Exercise objective: Give back each line of the listing below that contains the string "extension".

........

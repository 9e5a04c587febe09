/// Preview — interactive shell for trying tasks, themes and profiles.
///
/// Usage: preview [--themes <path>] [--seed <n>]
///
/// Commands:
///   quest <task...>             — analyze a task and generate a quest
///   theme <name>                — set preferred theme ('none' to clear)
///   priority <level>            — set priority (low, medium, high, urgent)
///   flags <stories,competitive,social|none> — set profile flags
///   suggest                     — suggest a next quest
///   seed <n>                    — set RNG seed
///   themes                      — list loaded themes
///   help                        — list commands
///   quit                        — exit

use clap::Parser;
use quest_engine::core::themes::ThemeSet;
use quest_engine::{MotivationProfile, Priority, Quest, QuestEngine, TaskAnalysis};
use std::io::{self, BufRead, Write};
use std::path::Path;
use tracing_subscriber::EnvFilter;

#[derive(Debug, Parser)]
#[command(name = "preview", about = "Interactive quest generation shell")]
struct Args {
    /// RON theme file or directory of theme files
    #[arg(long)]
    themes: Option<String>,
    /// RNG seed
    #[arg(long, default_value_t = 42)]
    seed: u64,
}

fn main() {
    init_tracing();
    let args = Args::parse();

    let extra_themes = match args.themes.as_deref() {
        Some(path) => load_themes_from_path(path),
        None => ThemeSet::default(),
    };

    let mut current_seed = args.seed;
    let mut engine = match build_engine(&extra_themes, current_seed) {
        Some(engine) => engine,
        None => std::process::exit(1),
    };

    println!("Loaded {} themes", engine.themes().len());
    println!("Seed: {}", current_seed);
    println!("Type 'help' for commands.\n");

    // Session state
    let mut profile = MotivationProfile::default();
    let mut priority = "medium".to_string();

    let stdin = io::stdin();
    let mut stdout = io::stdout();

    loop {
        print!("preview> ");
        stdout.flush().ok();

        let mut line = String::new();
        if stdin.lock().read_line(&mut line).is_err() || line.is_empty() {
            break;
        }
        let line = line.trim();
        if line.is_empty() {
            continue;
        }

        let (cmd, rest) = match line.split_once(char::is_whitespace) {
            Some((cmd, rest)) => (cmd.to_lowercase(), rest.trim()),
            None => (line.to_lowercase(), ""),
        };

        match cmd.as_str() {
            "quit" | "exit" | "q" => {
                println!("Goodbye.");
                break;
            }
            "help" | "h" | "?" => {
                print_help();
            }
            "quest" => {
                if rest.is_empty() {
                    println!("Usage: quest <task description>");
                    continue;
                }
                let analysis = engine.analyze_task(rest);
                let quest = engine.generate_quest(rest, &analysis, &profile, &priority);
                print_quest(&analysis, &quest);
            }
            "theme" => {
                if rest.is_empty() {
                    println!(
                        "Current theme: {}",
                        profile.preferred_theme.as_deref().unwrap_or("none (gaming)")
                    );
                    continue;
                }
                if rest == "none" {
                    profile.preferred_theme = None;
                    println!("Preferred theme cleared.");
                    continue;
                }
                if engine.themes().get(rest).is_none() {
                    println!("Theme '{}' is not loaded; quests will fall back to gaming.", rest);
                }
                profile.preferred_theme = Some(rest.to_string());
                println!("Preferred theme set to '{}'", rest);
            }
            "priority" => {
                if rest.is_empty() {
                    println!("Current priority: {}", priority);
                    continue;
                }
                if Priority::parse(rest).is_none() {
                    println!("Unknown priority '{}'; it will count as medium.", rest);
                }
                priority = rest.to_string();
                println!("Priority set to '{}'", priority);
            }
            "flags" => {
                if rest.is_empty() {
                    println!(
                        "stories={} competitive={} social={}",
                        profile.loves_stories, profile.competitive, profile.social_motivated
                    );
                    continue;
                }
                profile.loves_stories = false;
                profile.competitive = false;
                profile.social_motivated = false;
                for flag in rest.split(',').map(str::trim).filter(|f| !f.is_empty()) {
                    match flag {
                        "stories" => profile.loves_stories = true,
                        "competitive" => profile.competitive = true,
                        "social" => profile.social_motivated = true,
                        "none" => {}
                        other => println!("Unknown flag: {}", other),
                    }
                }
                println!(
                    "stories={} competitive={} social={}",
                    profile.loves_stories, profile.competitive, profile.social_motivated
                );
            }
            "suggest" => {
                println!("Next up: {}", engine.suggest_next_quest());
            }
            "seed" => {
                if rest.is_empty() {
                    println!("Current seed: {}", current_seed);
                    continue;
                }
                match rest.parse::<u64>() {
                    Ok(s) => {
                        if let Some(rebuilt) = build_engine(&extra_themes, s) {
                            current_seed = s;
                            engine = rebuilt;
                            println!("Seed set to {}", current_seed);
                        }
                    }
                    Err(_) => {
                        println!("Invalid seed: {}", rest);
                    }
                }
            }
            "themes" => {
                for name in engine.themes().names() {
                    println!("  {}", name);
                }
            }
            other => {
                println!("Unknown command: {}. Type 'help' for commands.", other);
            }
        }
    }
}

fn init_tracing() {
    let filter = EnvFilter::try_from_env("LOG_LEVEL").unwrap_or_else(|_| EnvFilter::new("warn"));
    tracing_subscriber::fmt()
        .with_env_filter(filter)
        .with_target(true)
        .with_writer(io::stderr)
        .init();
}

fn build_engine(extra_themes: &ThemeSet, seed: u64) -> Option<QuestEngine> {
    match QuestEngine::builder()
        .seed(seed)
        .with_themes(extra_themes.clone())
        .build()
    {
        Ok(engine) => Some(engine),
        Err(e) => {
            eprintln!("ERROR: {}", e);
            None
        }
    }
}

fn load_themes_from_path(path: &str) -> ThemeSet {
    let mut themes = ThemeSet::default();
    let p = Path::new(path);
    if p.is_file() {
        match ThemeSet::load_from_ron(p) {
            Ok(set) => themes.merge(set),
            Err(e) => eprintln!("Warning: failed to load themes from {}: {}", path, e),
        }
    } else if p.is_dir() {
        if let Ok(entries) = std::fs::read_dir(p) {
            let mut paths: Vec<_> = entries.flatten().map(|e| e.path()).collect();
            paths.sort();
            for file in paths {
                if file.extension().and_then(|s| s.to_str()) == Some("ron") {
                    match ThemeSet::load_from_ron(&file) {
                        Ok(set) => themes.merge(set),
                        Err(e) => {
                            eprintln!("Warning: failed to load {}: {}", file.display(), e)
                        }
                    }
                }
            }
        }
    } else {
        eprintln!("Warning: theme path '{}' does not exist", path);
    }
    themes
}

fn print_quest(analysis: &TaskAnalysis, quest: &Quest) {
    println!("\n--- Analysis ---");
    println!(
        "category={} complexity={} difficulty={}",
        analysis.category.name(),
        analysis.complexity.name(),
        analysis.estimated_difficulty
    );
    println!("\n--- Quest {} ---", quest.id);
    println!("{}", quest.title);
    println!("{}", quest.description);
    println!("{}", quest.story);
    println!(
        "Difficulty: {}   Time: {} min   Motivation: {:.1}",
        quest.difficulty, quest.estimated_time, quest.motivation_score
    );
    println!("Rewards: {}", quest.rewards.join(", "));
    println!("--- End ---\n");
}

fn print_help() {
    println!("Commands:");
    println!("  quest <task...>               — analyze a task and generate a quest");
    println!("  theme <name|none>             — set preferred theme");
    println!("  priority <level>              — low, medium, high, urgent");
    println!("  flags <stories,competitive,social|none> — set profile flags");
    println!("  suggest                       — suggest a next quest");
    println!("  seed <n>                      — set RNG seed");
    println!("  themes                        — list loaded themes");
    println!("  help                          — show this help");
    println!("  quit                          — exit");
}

........

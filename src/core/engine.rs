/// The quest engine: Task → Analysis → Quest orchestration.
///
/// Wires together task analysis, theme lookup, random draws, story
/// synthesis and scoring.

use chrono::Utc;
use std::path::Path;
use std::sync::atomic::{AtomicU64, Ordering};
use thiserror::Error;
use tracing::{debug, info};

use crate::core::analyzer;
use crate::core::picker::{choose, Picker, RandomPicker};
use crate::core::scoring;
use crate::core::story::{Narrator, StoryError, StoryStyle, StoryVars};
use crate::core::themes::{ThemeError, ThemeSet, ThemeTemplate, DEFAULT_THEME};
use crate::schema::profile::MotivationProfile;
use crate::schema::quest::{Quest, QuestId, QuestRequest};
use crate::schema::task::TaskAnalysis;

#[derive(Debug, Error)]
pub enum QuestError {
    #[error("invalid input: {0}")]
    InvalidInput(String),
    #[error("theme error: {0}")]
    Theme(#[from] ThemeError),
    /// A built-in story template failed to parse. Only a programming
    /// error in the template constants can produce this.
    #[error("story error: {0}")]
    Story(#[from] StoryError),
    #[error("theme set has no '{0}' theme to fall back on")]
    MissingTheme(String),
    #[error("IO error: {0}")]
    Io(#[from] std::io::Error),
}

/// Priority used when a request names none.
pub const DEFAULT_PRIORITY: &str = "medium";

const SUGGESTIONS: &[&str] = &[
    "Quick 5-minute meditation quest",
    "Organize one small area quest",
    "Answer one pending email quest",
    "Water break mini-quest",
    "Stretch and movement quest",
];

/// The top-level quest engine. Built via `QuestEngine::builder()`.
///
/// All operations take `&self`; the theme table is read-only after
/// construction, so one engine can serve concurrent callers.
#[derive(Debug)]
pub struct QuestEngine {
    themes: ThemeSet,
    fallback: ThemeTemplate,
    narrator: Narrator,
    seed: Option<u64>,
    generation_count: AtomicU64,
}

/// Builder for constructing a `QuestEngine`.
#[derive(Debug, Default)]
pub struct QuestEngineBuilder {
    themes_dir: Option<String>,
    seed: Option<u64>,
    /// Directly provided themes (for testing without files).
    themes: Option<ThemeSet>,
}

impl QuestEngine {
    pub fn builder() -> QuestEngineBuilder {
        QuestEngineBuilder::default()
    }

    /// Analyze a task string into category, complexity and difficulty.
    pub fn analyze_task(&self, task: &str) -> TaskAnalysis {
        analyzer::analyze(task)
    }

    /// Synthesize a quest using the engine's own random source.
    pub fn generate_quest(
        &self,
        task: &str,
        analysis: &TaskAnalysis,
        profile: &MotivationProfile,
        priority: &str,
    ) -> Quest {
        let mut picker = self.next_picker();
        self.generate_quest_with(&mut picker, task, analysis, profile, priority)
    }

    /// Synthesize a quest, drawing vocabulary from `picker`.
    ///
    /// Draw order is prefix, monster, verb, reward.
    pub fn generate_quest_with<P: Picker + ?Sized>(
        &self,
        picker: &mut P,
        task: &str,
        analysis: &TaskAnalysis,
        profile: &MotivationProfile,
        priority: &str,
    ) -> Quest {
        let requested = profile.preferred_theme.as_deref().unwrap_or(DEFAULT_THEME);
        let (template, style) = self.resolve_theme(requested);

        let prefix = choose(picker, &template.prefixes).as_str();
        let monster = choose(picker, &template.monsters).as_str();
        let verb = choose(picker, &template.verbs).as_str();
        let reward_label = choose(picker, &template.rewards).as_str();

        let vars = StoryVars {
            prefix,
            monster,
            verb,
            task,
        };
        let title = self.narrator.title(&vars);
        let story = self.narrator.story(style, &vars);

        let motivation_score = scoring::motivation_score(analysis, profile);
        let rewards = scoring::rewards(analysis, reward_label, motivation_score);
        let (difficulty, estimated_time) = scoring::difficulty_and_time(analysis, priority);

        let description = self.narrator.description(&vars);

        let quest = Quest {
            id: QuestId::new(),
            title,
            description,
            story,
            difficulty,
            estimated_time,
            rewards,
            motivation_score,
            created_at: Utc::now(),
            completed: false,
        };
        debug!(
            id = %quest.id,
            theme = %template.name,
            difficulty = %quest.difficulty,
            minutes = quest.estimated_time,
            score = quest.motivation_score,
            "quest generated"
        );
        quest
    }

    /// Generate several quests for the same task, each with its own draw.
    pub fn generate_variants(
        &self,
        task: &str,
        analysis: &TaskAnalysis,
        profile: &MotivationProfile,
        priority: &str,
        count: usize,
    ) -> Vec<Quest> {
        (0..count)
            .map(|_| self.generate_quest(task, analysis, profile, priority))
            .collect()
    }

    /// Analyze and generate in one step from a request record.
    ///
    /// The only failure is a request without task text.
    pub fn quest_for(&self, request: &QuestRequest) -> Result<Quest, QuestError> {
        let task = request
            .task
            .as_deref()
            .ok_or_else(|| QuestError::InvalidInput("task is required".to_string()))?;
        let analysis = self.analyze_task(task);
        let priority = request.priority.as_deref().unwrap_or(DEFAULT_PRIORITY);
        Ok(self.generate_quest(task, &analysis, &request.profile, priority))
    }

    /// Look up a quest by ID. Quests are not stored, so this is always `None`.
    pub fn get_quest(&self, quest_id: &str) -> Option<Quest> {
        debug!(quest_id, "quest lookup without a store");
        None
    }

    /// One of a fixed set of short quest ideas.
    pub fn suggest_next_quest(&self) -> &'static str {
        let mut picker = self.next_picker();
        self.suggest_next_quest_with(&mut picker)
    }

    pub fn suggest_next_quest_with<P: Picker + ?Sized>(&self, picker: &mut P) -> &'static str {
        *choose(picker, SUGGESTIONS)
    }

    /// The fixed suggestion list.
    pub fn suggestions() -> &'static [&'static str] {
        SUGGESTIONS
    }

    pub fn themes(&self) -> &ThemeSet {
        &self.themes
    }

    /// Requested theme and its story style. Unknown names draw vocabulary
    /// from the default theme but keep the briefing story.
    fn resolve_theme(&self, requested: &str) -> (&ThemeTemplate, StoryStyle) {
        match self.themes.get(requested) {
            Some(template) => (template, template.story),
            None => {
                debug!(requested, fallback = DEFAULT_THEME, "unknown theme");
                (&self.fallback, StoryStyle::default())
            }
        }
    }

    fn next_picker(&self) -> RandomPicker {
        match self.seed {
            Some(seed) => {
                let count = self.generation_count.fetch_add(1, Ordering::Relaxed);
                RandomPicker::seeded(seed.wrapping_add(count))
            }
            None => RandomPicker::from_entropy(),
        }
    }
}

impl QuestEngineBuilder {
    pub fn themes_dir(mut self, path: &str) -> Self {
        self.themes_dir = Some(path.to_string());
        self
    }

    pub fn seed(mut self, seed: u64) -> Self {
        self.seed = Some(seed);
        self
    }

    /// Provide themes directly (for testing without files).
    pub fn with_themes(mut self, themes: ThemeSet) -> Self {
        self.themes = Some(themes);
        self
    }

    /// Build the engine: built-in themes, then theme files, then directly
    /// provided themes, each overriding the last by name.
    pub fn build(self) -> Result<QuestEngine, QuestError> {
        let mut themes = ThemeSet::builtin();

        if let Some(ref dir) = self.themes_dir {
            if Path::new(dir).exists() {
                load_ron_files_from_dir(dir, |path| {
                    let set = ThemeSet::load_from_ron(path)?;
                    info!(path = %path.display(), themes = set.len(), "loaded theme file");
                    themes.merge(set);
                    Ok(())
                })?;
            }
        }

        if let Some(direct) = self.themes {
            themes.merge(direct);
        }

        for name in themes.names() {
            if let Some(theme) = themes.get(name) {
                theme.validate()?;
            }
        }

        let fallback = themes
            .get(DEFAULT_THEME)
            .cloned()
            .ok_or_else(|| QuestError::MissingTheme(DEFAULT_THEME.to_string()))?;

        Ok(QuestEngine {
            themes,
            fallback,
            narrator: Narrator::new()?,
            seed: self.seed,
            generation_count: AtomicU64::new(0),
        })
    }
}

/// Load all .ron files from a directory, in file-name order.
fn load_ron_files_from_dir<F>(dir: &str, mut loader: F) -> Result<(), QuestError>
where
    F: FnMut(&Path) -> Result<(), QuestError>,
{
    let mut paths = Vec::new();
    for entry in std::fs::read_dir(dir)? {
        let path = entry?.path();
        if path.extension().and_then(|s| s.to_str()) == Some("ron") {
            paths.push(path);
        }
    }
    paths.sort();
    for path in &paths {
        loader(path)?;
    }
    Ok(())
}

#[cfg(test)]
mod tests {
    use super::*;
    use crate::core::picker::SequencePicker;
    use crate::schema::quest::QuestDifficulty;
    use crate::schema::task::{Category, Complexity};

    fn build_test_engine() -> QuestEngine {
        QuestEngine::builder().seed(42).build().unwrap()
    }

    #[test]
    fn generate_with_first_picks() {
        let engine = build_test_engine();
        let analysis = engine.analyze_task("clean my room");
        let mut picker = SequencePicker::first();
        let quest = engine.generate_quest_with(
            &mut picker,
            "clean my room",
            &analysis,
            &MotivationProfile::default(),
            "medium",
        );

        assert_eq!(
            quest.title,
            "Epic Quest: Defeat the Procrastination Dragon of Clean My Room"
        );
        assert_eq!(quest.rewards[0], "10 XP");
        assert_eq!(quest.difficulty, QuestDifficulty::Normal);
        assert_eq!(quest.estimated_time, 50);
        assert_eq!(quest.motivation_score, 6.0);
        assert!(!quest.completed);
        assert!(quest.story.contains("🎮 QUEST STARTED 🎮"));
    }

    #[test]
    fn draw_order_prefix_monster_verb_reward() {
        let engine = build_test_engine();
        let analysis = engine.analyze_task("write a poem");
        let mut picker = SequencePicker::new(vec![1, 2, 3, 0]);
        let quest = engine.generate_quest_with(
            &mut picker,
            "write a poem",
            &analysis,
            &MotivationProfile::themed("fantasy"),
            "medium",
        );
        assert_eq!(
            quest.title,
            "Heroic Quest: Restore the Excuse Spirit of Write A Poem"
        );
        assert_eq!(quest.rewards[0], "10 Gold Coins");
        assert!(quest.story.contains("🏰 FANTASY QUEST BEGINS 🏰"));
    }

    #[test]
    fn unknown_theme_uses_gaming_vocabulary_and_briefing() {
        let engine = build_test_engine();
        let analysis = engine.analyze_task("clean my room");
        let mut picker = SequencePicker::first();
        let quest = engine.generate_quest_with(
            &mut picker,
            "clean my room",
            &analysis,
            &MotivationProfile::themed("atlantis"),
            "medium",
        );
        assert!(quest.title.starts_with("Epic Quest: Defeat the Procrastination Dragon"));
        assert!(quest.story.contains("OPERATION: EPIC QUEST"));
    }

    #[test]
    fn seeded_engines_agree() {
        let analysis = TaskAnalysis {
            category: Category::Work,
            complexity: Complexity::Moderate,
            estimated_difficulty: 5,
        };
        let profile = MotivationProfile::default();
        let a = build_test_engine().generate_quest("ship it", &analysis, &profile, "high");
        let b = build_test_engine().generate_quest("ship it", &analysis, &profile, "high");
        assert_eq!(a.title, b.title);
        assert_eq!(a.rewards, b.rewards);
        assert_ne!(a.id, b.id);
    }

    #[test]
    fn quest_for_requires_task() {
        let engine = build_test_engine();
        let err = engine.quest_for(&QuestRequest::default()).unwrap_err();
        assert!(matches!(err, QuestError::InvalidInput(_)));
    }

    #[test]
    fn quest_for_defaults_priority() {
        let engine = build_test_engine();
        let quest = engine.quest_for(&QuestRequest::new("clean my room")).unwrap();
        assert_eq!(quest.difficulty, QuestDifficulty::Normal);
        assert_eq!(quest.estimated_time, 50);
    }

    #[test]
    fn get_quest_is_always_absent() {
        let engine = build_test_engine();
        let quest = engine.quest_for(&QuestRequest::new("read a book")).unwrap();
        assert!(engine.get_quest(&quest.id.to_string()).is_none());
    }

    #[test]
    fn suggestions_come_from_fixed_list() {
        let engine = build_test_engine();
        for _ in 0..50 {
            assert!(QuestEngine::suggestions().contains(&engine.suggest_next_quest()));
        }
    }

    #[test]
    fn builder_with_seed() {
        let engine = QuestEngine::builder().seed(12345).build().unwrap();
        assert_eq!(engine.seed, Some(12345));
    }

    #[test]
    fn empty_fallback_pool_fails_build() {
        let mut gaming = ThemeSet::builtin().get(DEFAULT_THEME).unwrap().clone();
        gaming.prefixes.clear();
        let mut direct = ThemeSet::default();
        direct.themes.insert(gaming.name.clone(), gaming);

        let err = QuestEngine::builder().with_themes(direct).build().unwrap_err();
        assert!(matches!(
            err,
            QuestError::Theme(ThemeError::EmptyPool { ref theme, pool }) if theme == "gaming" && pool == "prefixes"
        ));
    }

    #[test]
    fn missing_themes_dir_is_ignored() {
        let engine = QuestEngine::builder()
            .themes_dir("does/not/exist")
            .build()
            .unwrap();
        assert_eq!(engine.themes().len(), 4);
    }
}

........

Your response:
                if file.extension().and_then(|s| s.to_str()) == Some("ron") {
        if path.extension().and_then(|s| s.to_str()) == Some("ron") {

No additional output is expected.